Hi! I am Sumit Kumar, a Program Manager on the Visual C++ team.

Today I will talk to you about some of the exciting new IDE functionality in the next version of Visual Studio that will make you, the C++ developer, more productive with your daily code focused tasks. In this blog post you will get a preview of the new features that help with code understanding and editing. There will be more blog posts talking about other cool new features.

 

 

Code Understanding enhancements

Semantic Colorization

Semantic Colorization helps you quickly scan the code and infer more semantic meaning through enhanced visual feedback in the editor. In addition to the keywords, strings and comments, now other tokens like types, enumerations and macros are colorized; the parameters are in italics and so on. The screenshot below shows an example. Notice how the macros, types, function parameters etc. pop out and make understanding code so much easier.

Semantic colorization

While there are only a few tokens that are colorized differently by default, around twenty different semantic tokens are exposed to the users as shown in the screenshot below.

Fonts and colors

You can customize your IDE to colorize these tokens differently. For example, you could choose to colorize local and global variables differently which could be a handy source understanding aid when the variables are identically named but defined in different scopes.

 

Reference Highlighting

Another great productivity feature that aids you in understanding code is Reference Highlighting.
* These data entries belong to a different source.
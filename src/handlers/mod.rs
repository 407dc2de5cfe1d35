pub mod send;
pub mod webhook;

use actix_web::HttpResponse;
use serde_json::json;

pub async fn health_check() -> HttpResponse {
    HttpResponse::Ok().json(json!({
        "status": "OK",
        "timestamp": chrono::Utc::now().to_rfc3339(),
        "version": env!("CARGO_PKG_VERSION")
    }))
}
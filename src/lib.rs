pub mod composer;
pub mod config;
pub mod error;
pub mod form;
pub mod handlers;
pub mod i18n;
pub mod models;
pub mod services;
pub mod state;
When you place your text cursor on a symbol, all the instances of that symbol in the file get highlighted. Only the true references are highlighted – for example, two symbols with same names in different scopes (say local vs. global) will not be highlighted at the same time. You can use Ctrl+Shift+Up and Ctrl+Shift+Down keys to move between the highlighted references. This means that you no longer have to invoke Find All References if you are simply looking for symbols within a file. The screenshot below shows how all the instances of the variable cxExtentMax inside the function body are highlighted when the cursor is placed on the one referenced in the call to max(). But the variable with same name defined outside the function scope is not highlighted.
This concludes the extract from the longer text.